OSCPA and AICPA are working with state and federal regulators to ensure effective enforcement of ethical and professional standards. When a member is found in violation of the Code of Professional Conduct, it may result in remediation or discipline. Discipline affecting membership rights is published and shared with state boards of accountancy.

"There's no such thing as a foolproof system," said James Gero, CPA, Hobe & Lucas CPAs, Inc. "Any system has a way around it. Somebody needs to put their foot down and say 'This isn't right,' and CPAs are uniquely qualified to be that somebody. The goal is to achieve effective oversight without compliance overload."


The desired outcomes for these combined initiatives are to:

  • Continue the strong reputation of the CPA profession for competence, integrity and objectivity.
  • Heighten understanding of the audit's value.
  • Ensure that each and every CPA understands his or her contribution to the profession's reputation.
  • Enhance the relevance of the profession's work in the marketplace.
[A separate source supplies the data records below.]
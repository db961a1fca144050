//! Server configuration.
//!
//! Values are resolved from three sources, later ones winning:
//!
//! 1. A TOML file: `--config <path>`, or `~/.config/ghost-mcp/config.toml`
//!    when it exists.
//! 2. Environment variables (`GHOST_API_URL`, `GHOST_ADMIN_API_KEY`,
//!    `GHOST_ACCEPT_VERSION`, `GHOST_TIMEOUT_SECONDS`).
//! 3. Command line flags.
//!
//! Sources 2 and 3 are merged by `clap` into [`ConfigOverrides`].
//!
//! ## Example Configuration
//!
//! ```toml
//! [ghost]
//! url = "https://blog.example.com"
//! admin_api_key = "6489fa7b2a4e3c0001d0e1a2:a1b2c3d4..."
//! accept_version = "v5.0"
//! timeout_seconds = 30
//! ```

use std::fs;
use std::path::{Path, PathBuf};
use std::time::Duration;

use ghost_client::{DEFAULT_ACCEPT_VERSION, GhostClient, GhostClientConfig};
use secrecy::{ExposeSecret, SecretString};
use serde::Deserialize;

use crate::error::{McpServerError, Result};

/// Configuration file layout.
#[derive(Debug, Clone, Default, Deserialize)]
#[serde(deny_unknown_fields)]
pub struct FileConfig {
    #[serde(default)]
    pub ghost: GhostSection,
}

/// `[ghost]` table of the configuration file.
#[derive(Clone, Default, Deserialize)]
#[serde(deny_unknown_fields)]
pub struct GhostSection {
    pub url: Option<String>,
    pub admin_api_key: Option<String>,
    pub accept_version: Option<String>,
    pub timeout_seconds: Option<u64>,
}

// Custom Debug implementation to avoid exposing the admin key
impl std::fmt::Debug for GhostSection {
    fn fmt(&self, f: &mut std::fmt::Formatter<'_>) -> std::fmt::Result {
        f.debug_struct("GhostSection")
            .field("url", &self.url)
            .field("admin_api_key", &self.admin_api_key.as_ref().map(|_| "[REDACTED]"))
            .field("accept_version", &self.accept_version)
            .field("timeout_seconds", &self.timeout_seconds)
            .finish()
    }
}

impl FileConfig {
    /// Reads and parses a configuration file.
    ///
    /// # Errors
    ///
    /// Returns an error if the file cannot be read or is not valid TOML.
    pub fn from_path(path: &Path) -> Result<Self> {
        let contents = fs::read_to_string(path).map_err(|e| {
            McpServerError::Config(format!(
                "Failed to read config file {}: {e}",
                path.display()
            ))
        })?;
        Ok(toml::from_str(&contents)?)
    }

    /// Loads the explicit file if given, else the default file if it exists.
    ///
    /// # Errors
    ///
    /// Returns an error if an explicitly requested file is missing or any
    /// file that is read fails to parse.
    pub fn load(explicit: Option<&Path>) -> Result<Self> {
        if let Some(path) = explicit {
            if !path.exists() {
                return Err(McpServerError::Config(format!(
                    "Configuration file not found: {}",
                    path.display()
                )));
            }
            return Self::from_path(path);
        }

        match default_config_path() {
            Some(path) if path.exists() => Self::from_path(&path),
            _ => Ok(Self::default()),
        }
    }
}

/// Returns `~/.config/ghost-mcp/config.toml` (platform equivalent).
#[must_use]
pub fn default_config_path() -> Option<PathBuf> {
    dirs::config_dir().map(|dir| dir.join("ghost-mcp").join("config.toml"))
}

/// Values supplied on the command line or through the environment.
#[derive(Clone, Default, clap::Args)]
pub struct ConfigOverrides {
    /// Path to a TOML configuration file
    #[arg(long, env = "GHOST_MCP_CONFIG")]
    pub config: Option<PathBuf>,

    /// Ghost site URL, e.g. https://blog.example.com
    #[arg(long, env = "GHOST_API_URL")]
    pub url: Option<String>,

    /// Admin API key in `{id}:{secret}` form
    #[arg(long, env = "GHOST_ADMIN_API_KEY", hide_env_values = true)]
    pub admin_api_key: Option<String>,

    /// Value of the Accept-Version header
    #[arg(long, env = "GHOST_ACCEPT_VERSION")]
    pub accept_version: Option<String>,

    /// Request timeout in seconds
    #[arg(long, env = "GHOST_TIMEOUT_SECONDS")]
    pub timeout_seconds: Option<u64>,
}

impl std::fmt::Debug for ConfigOverrides {
    fn fmt(&self, f: &mut std::fmt::Formatter<'_>) -> std::fmt::Result {
        f.debug_struct("ConfigOverrides")
            .field("config", &self.config)
            .field("url", &self.url)
            .field("admin_api_key", &self.admin_api_key.as_ref().map(|_| "[REDACTED]"))
            .field("accept_version", &self.accept_version)
            .field("timeout_seconds", &self.timeout_seconds)
            .finish()
    }
}

/// Fully resolved server configuration.
#[derive(Clone)]
pub struct ServerConfig {
    pub url: String,
    pub admin_api_key: SecretString,
    pub accept_version: String,
    pub timeout_seconds: Option<u64>,
}

impl std::fmt::Debug for ServerConfig {
    fn fmt(&self, f: &mut std::fmt::Formatter<'_>) -> std::fmt::Result {
        f.debug_struct("ServerConfig")
            .field("url", &self.url)
            .field("admin_api_key", &"[REDACTED]")
            .field("accept_version", &self.accept_version)
            .field("timeout_seconds", &self.timeout_seconds)
            .finish()
    }
}

impl ServerConfig {
    /// Loads the configuration file and applies overrides.
    ///
    /// # Errors
    ///
    /// Returns an error if the file cannot be loaded or a required value is
    /// missing.
    pub fn load(overrides: &ConfigOverrides) -> Result<Self> {
        let file = FileConfig::load(overrides.config.as_deref())?;
        Self::resolve(file, overrides)
    }

    /// Merges file values with overrides and checks required values.
    ///
    /// # Errors
    ///
    /// Returns an error if the URL or admin key is missing, or the timeout is
    /// zero.
    pub fn resolve(file: FileConfig, overrides: &ConfigOverrides) -> Result<Self> {
        let ghost = file.ghost;

        let url = non_empty(overrides.url.clone().or(ghost.url)).ok_or_else(|| {
            McpServerError::Config(
                "Ghost URL is required (--url, GHOST_API_URL or [ghost].url)".to_string(),
            )
        })?;

        let admin_api_key = non_empty(overrides.admin_api_key.clone().or(ghost.admin_api_key))
            .ok_or_else(|| {
                McpServerError::Config(
                    "Ghost admin API key is required \
                     (--admin-api-key, GHOST_ADMIN_API_KEY or [ghost].admin_api_key)"
                        .to_string(),
                )
            })?;

        let accept_version = non_empty(overrides.accept_version.clone().or(ghost.accept_version))
            .unwrap_or_else(|| DEFAULT_ACCEPT_VERSION.to_string());

        let timeout_seconds = overrides.timeout_seconds.or(ghost.timeout_seconds);
        if timeout_seconds == Some(0) {
            return Err(McpServerError::Config(
                "timeout_seconds must be greater than 0".to_string(),
            ));
        }

        Ok(Self {
            url,
            admin_api_key: SecretString::from(admin_api_key),
            accept_version,
            timeout_seconds,
        })
    }

    /// Builds the client configuration for [`ghost_client::GhostClient`].
    #[must_use]
    pub fn client_config(&self) -> GhostClientConfig {
        let config = GhostClientConfig::new(&self.url, self.admin_api_key.expose_secret())
            .with_accept_version(&self.accept_version);
        match self.timeout_seconds {
            Some(secs) => config.with_timeout(Duration::from_secs(secs)),
            None => config,
        }
    }

    /// Builds the shared Ghost client.
    ///
    /// # Errors
    ///
    /// Returns [`McpServerError::Client`] if the URL or admin key is rejected.
    pub fn build_client(&self) -> Result<GhostClient> {
        Ok(GhostClient::new(&self.client_config())?)
    }
}

fn non_empty(value: Option<String>) -> Option<String> {
    value
        .map(|v| v.trim().to_string())
        .filter(|v| !v.is_empty())
}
"CPAs belong to a proud profession with an ongoing commitment to quality and a long history of continuous improvement," the report states. "The profession's core service — he audit — deserves the time, resources and energy needed to achieve the highest level of performance. Financial statement users, company management, employee benefit plan sponsors, governmental entities, regulators and other stakeholders expect no less."

The business environment is continually evolving, and doing so at a quick pace. CPAs must keep up with the complexity and change, and so they continue on the journey to audit excellence. Reinforcing the CPA profession's commitment to the public interest, CPAs are joining together to uphold the hallmarks for which the profession is known.